Wien (OTS) - Wie das Nachrichtenmagazin "profil" in seiner Monatg erscheinenden Ausgabe berichtet, wird die Betriebberatungsgesellschaft Infora kommende Woche eine Studie über die Kosten einer Umstellung der Bespielung des Theaters an der Wien auf Opernbetrieb an Bürgermeister Michael Häupl sowie Kulturstadtrat Andreas Mailath-Pokorny und Finanzstadtrat Sepp Rieder übergeben. Die Studie wurde im Auftrag der Vereinigten Bühnen Wien erstellt.

In der Studie wurden folgende Modelle untersucht: eine völlige Umstellung, eine 75-prozentige Bespielung mit Oper oder eine Teilung zwischen Oper und Musical.

Infora prüfte Berechnungen von Staatsoperndirektor Ioan Holender, der das Haus bespielen möchte. Holender ist zu dem Schluss gekommen, dass eine vollständige Umstellung ohne zusätzlichen Subventionsaufwand (derzeit rund 15 Mio. Euro) möglich sei. Die Staatsoper würde das Theater im Stagione-Betrieb mit 150 Vorstellungen bespielen.

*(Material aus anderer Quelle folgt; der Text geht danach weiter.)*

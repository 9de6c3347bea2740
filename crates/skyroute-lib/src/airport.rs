use std::collections::HashMap;

use serde::{Deserialize, Serialize};

use crate::error::{Error, Result};

/// Minimum similarity score for a fuzzy suggestion to be offered.
const SUGGESTION_THRESHOLD: f64 = 0.5;

/// An airport node: identity, location and a fixed per-airport fee.
#[derive(Debug, Clone, PartialEq, Serialize, Deserialize)]
pub struct Airport {
    /// Short unique code used as the graph node key (e.g. `JFK`).
    #[serde(alias = "id")]
    pub code: String,
    pub name: String,
    pub city: String,
    /// Latitude in decimal degrees.
    #[serde(alias = "lat")]
    pub latitude: f64,
    /// Longitude in decimal degrees.
    #[serde(alias = "lng", alias = "lon")]
    pub longitude: f64,
    /// Fee charged on every departure from and arrival at this airport.
    #[serde(alias = "fees", default)]
    pub fee: f64,
}

impl Airport {
    pub fn new(
        code: impl Into<String>,
        name: impl Into<String>,
        city: impl Into<String>,
        latitude: f64,
        longitude: f64,
        fee: f64,
    ) -> Self {
        Self {
            code: code.into(),
            name: name.into(),
            city: city.into(),
            latitude,
            longitude,
            fee,
        }
    }

    /// `CODE (City)` label used in route renderings.
    pub fn label(&self) -> String {
        format!("{} ({})", self.code, self.city)
    }

    fn validate(&self) -> Result<()> {
        let invalid = |message: String| Error::InvalidAirport {
            code: self.code.clone(),
            message,
        };

        if self.code.is_empty() {
            return Err(invalid("airport code must not be empty".to_string()));
        }
        if !self.latitude.is_finite() || !self.longitude.is_finite() {
            return Err(invalid(format!(
                "coordinates must be finite, got ({}, {})",
                self.latitude, self.longitude
            )));
        }
        if !self.fee.is_finite() || self.fee < 0.0 {
            return Err(invalid(format!(
                "fee must be a non-negative number, got {}",
                self.fee
            )));
        }
        Ok(())
    }
}

/// Validated airport collection with unique codes, kept in input order.
#[derive(Debug, Clone, Default)]
pub struct AirportSet {
    airports: Vec<Airport>,
    index: HashMap<String, usize>,
}

impl AirportSet {
    /// Validate and index an airport collection.
    ///
    /// Codes are trimmed of surrounding whitespace and then compared exactly.
    /// A repeated code rejects the whole set with
    /// [`Error::DuplicateAirportCode`] naming the first repeat in input order;
    /// no airport is ever silently replaced.
    pub fn new(airports: impl IntoIterator<Item = Airport>) -> Result<Self> {
        let mut set = Self::default();
        for mut airport in airports {
            let trimmed = airport.code.trim();
            if trimmed.len() != airport.code.len() {
                airport.code = trimmed.to_string();
            }
            airport.validate()?;

            if set.index.contains_key(&airport.code) {
                return Err(Error::DuplicateAirportCode { code: airport.code });
            }
            set.index.insert(airport.code.clone(), set.airports.len());
            set.airports.push(airport);
        }
        Ok(set)
    }

    pub fn len(&self) -> usize {
        self.airports.len()
    }

    pub fn is_empty(&self) -> bool {
        self.airports.is_empty()
    }

    /// Lookup an airport by its exact code.
    pub fn get(&self, code: &str) -> Option<&Airport> {
        self.index.get(code).map(|&i| &self.airports[i])
    }

    pub fn contains(&self, code: &str) -> bool {
        self.index.contains_key(code)
    }

    /// Airports in input order.
    pub fn iter(&self) -> impl Iterator<Item = &Airport> {
        self.airports.iter()
    }

    /// Airports in input order, as a slice.
    pub fn as_slice(&self) -> &[Airport] {
        &self.airports
    }

    pub fn codes(&self) -> impl Iterator<Item = &str> {
        self.airports.iter().map(|a| a.code.as_str())
    }

    /// Suggest up to `limit` airport codes resembling `query`.
    ///
    /// The query is compared case-insensitively against both codes and city
    /// names, so `jfx` and `chicago` both produce useful hints.
    pub fn fuzzy_matches(&self, query: &str, limit: usize) -> Vec<String> {
        let needle = query.trim().to_lowercase();
        if needle.is_empty() || limit == 0 {
            return Vec::new();
        }

        let mut scored: Vec<(f64, &str)> = self
            .airports
            .iter()
            .map(|airport| {
                let by_code =
                    strsim::normalized_levenshtein(&needle, &airport.code.to_lowercase());
                let by_city =
                    strsim::normalized_levenshtein(&needle, &airport.city.to_lowercase());
                (by_code.max(by_city), airport.code.as_str())
            })
            .filter(|(score, _)| *score >= SUGGESTION_THRESHOLD)
            .collect();

        scored.sort_by(|a, b| b.0.total_cmp(&a.0).then_with(|| a.1.cmp(b.1)));
        scored
            .into_iter()
            .take(limit)
            .map(|(_, code)| code.to_string())
            .collect()
    }
}

impl<'a> IntoIterator for &'a AirportSet {
    type Item = &'a Airport;
    type IntoIter = std::slice::Iter<'a, Airport>;

    fn into_iter(self) -> Self::IntoIter {
        self.airports.iter()
    }
}
use std::fmt;
use std::str::FromStr;

use serde::{Deserialize, Serialize};

use crate::error::Error;
use crate::graph::Route;

/// Edge-weight interpretation used when optimizing a route.
#[derive(Debug, Clone, Copy, PartialEq, Eq, Hash, Default, Serialize, Deserialize)]
#[serde(rename_all = "snake_case")]
pub enum RouteMetric {
    /// Fuel cost plus airport fees (default).
    #[default]
    Cost,
    /// Great-circle miles.
    Distance,
    /// Estimated flight hours.
    Time,
}

impl RouteMetric {
    pub const ALL: [RouteMetric; 3] = [RouteMetric::Cost, RouteMetric::Distance, RouteMetric::Time];

    /// Full-precision weight of `route` under this metric.
    pub fn weight(self, route: &Route) -> f64 {
        match self {
            RouteMetric::Cost => route.total_cost,
            RouteMetric::Distance => route.distance,
            RouteMetric::Time => route.flight_time,
        }
    }

    /// Lowercase wire name.
    pub fn as_str(self) -> &'static str {
        match self {
            RouteMetric::Cost => "cost",
            RouteMetric::Distance => "distance",
            RouteMetric::Time => "time",
        }
    }
}

impl fmt::Display for RouteMetric {
    fn fmt(&self, f: &mut fmt::Formatter<'_>) -> fmt::Result {
        f.write_str(self.as_str())
    }
}

impl FromStr for RouteMetric {
    type Err = Error;

    fn from_str(value: &str) -> Result<Self, Self::Err> {
        let normalized = value.trim();
        RouteMetric::ALL
            .into_iter()
            .find(|metric| metric.as_str().eq_ignore_ascii_case(normalized))
            .ok_or_else(|| Error::UnknownMetric {
                value: value.to_string(),
            })
    }
}

#[cfg(test)]
mod tests {
    use super::*;

    #[test]
    fn parses_case_insensitively() {
        assert_eq!("COST".parse::<RouteMetric>().unwrap(), RouteMetric::Cost);
        assert_eq!(" distance ".parse::<RouteMetric>().unwrap(), RouteMetric::Distance);
        assert_eq!("Time".parse::<RouteMetric>().unwrap(), RouteMetric::Time);
    }

    #[test]
    fn rejects_unknown_names() {
        let err = "speed".parse::<RouteMetric>().unwrap_err();
        assert!(matches!(err, Error::UnknownMetric { ref value } if value == "speed"));
    }

    #[test]
    fn display_round_trips_through_from_str() {
        for metric in RouteMetric::ALL {
            assert_eq!(metric.to_string().parse::<RouteMetric>().unwrap(), metric);
        }
    }

    #[test]
    fn serializes_lowercase() {
        assert_eq!(serde_json::to_string(&RouteMetric::Time).unwrap(), "\"time\"");
        let parsed: RouteMetric = serde_json::from_str("\"distance\"").unwrap();
        assert_eq!(parsed, RouteMetric::Distance);
    }
}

Die Wiener Festwochen gelangten zu ähnlichen Zahlen, die Infora ebenfalls zur Verfügung standen: Für 11 bis 15 Mio. Euro sei eine Bespielung im Stagione-Betrieb auf höchstem Niveau möglich, hatten die Festwochen kalkuliert.

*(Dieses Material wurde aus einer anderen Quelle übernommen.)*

//! Tracing setup for the service process.
//!
//! Reads `LOG_FORMAT` (`json`, the default, or `text`/`pretty`), `RUST_LOG`
//! (filter directives, default `info`) and `SERVICE_NAME`.

use std::str::FromStr;

use tracing_subscriber::{fmt, prelude::*, util::TryInitError, EnvFilter};

const DEFAULT_FILTER: &str = "info";
const DEFAULT_SERVICE: &str = "skyroute";

/// Log line encoding.
#[derive(Debug, Clone, Copy, PartialEq, Eq, Default)]
pub enum LogFormat {
    /// One JSON object per event, for log shippers.
    #[default]
    Json,
    /// Multi-line human-readable events.
    Text,
}

impl FromStr for LogFormat {
    type Err = std::convert::Infallible;

    /// Unrecognised names fall back to JSON so a typo never silences logs.
    fn from_str(value: &str) -> Result<Self, Self::Err> {
        Ok(match value.trim().to_ascii_lowercase().as_str() {
            "text" | "pretty" => LogFormat::Text,
            _ => LogFormat::Json,
        })
    }
}

/// Resolved logging settings.
#[derive(Debug, Clone, PartialEq, Eq)]
pub struct LoggingConfig {
    pub format: LogFormat,
    /// `EnvFilter` directives.
    pub filter: String,
    pub service: String,
}

impl Default for LoggingConfig {
    fn default() -> Self {
        Self {
            format: LogFormat::default(),
            filter: DEFAULT_FILTER.to_string(),
            service: DEFAULT_SERVICE.to_string(),
        }
    }
}

impl LoggingConfig {
    /// Settings from `LOG_FORMAT`, `RUST_LOG` and `SERVICE_NAME`.
    pub fn from_env() -> Self {
        Self::from_lookup(|key| std::env::var(key).ok())
    }

    /// Settings from an arbitrary variable lookup.
    pub fn from_lookup(lookup: impl Fn(&str) -> Option<String>) -> Self {
        let defaults = Self::default();
        Self {
            format: lookup("LOG_FORMAT")
                .and_then(|value| value.parse().ok())
                .unwrap_or(defaults.format),
            filter: lookup("RUST_LOG")
                .filter(|value| !value.trim().is_empty())
                .unwrap_or(defaults.filter),
            service: lookup("SERVICE_NAME")
                .filter(|value| !value.trim().is_empty())
                .unwrap_or(defaults.service),
        }
    }

    /// The configured filter, or `info` when the directives do not parse.
    fn env_filter(&self) -> EnvFilter {
        EnvFilter::try_new(&self.filter).unwrap_or_else(|_| EnvFilter::new(DEFAULT_FILTER))
    }
}

/// Install the global subscriber.
///
/// Fails if another global subscriber is already installed.
pub fn init_logging(config: &LoggingConfig) -> Result<(), TryInitError> {
    let (json, text) = match config.format {
        LogFormat::Json => (Some(fmt::layer().json().with_current_span(true)), None),
        LogFormat::Text => (None, Some(fmt::layer().pretty())),
    };

    tracing_subscriber::registry()
        .with(config.env_filter())
        .with(json)
        .with(text)
        .try_init()?;

    tracing::info!(service = %config.service, format = ?config.format, "logging initialised");
    Ok(())
}
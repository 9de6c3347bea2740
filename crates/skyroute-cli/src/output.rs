//! Output formatting for airport listings and route summaries.

use std::fmt::Write as _;
use std::io::{self, Write};

use anyhow::{Context, Result};
use clap::ValueEnum;
use serde::Serialize;

use skyroute_lib::{format_with_separators, Airport, RouteSummary};

use crate::terminal::ColorPalette;

/// Output format selected with `--format`.
#[derive(Debug, Clone, Copy, PartialEq, Eq, Default, ValueEnum)]
pub enum OutputFormat {
    /// Human-readable text.
    #[default]
    Text,
    /// Pretty-printed JSON.
    Json,
}

/// Write `value` to stdout as pretty JSON followed by a newline.
pub fn write_json<T: Serialize>(value: &T) -> Result<()> {
    let stdout = io::stdout();
    let mut handle = stdout.lock();
    serde_json::to_writer_pretty(&mut handle, value).context("failed to serialize output")?;
    writeln!(handle).context("failed to write output")?;
    Ok(())
}

/// Tabulate airports in the order given.
pub fn render_airport_table(airports: &[Airport], palette: ColorPalette) -> String {
    let mut buffer = String::new();
    if airports.is_empty() {
        let _ = writeln!(buffer, "No airports loaded.");
        return buffer;
    }

    let _ = writeln!(buffer, "Airports ({}):", airports.len());
    let _ = writeln!(
        buffer,
        "{}{:<6} {:<16} {:<42} {:>6}{}",
        palette.gray, "Code", "City", "Name", "Fee", palette.reset
    );
    for airport in airports {
        let _ = writeln!(
            buffer,
            "{}{:<6}{} {:<16} {:<42} {:>6.0}",
            palette.white_bold,
            airport.code,
            palette.reset,
            airport.city,
            airport.name,
            airport.fee
        );
    }
    buffer
}

/// Render a route summary, highlighting the heading, path and totals.
pub fn render_route(summary: &RouteSummary, palette: ColorPalette) -> String {
    let mut buffer = String::new();
    for line in summary.render_text().lines() {
        let color = if line.starts_with("Route:") {
            palette.white_bold
        } else if line.starts_with("Path:") {
            palette.cyan
        } else if line.starts_with("Total:") {
            palette.green
        } else {
            ""
        };
        if color.is_empty() {
            let _ = writeln!(buffer, "{line}");
        } else {
            let _ = writeln!(buffer, "{color}{line}{}", palette.reset);
        }
    }
    let _ = writeln!(
        buffer,
        "{}{} airports visited, {} mi flown{}",
        palette.gray,
        summary.path.len(),
        format_with_separators(summary.total_distance),
        palette.reset
    );
    buffer
}

#[cfg(test)]
mod tests {
    use super::*;
    use crate::terminal::colors;
    use skyroute_lib::{sample_airports, RouteGraphEngine, RouteMetric};

    fn jfk_lax() -> RouteSummary {
        let engine = RouteGraphEngine::from_airports(sample_airports()).expect("build");
        let snapshot = engine.snapshot().expect("built");
        let result = snapshot
            .optimize_route("JFK", "LAX", RouteMetric::Cost)
            .expect("route");
        RouteSummary::from_result(snapshot.airports(), &result).expect("summary")
    }

    #[test]
    fn airport_table_lists_codes_in_order() {
        let table = render_airport_table(&sample_airports(), ColorPalette::plain());
        assert!(table.starts_with("Airports (8):"));
        let jfk = table.find("JFK").expect("JFK listed");
        let den = table.find("DEN").expect("DEN listed");
        assert!(jfk < den);
        assert!(!table.contains('\x1b'));
    }

    #[test]
    fn empty_table_has_message() {
        assert_eq!(
            render_airport_table(&[], ColorPalette::plain()),
            "No airports loaded.\n"
        );
    }

    #[test]
    fn plain_route_has_no_escape_codes() {
        let text = render_route(&jfk_lax(), ColorPalette::plain());
        assert!(text.contains("Path: JFK -> LAX"));
        assert!(text.contains("2 airports visited, 2,470 mi flown"));
        assert!(!text.contains('\x1b'));
    }

    #[test]
    fn colored_route_highlights_totals() {
        let text = render_route(&jfk_lax(), ColorPalette::colored());
        assert!(text.contains(&format!("{}Total:", colors::GREEN)));
    }
}
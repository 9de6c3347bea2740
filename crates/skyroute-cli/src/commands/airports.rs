//! Airports command handler for listing the loaded network.

use std::path::Path;

use anyhow::Result;
use serde::Serialize;

use skyroute_lib::Airport;

use crate::commands::load_engine;
use crate::output::{render_airport_table, write_json, OutputFormat};
use crate::terminal::ColorPalette;

#[derive(Serialize)]
struct AirportListing<'a> {
    airports: &'a [Airport],
}

/// Handle the airports subcommand.
pub fn handle_list_airports(airports_path: Option<&Path>, format: OutputFormat) -> Result<()> {
    let engine = load_engine(airports_path)?;
    let airports = engine.list_airports();

    match format {
        OutputFormat::Json => write_json(&AirportListing {
            airports: &airports,
        }),
        OutputFormat::Text => {
            print!("{}", render_airport_table(&airports, ColorPalette::detect()));
            Ok(())
        }
    }
}
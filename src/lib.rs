//! Workspace root package. It carries repository tooling (pre-commit hooks)
//! and no code of its own; see the crates under `crates/`.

Beide Prognoserechnungen unterscheiden sich deutlich von den Annahmen der Vereinigten Bühnen, die bei einer Umstellung des Theaters an der Wien auf Opernbetrieb einen Subventionsbedarf zwischen 25 und 30 Mio. Euro ermittelt hatten.

Infora kommt laut "profil" zu dem Ergebnis, dass eine vollständige Umstellung auf Opernbetrieb deutlich höhere als die von Staatsoper und Festwochen errechneten Kosten verursachen würde. Die Betriebsberater gehen von einem jährlichen Subventionsbedarf in der Größenordnung von 20 Mio. Euro aus. Eine Umstellung könnte frühestens 2006 erfolgen. Bis dahin sind die nächsten Musical-Premieren bereits fixiert.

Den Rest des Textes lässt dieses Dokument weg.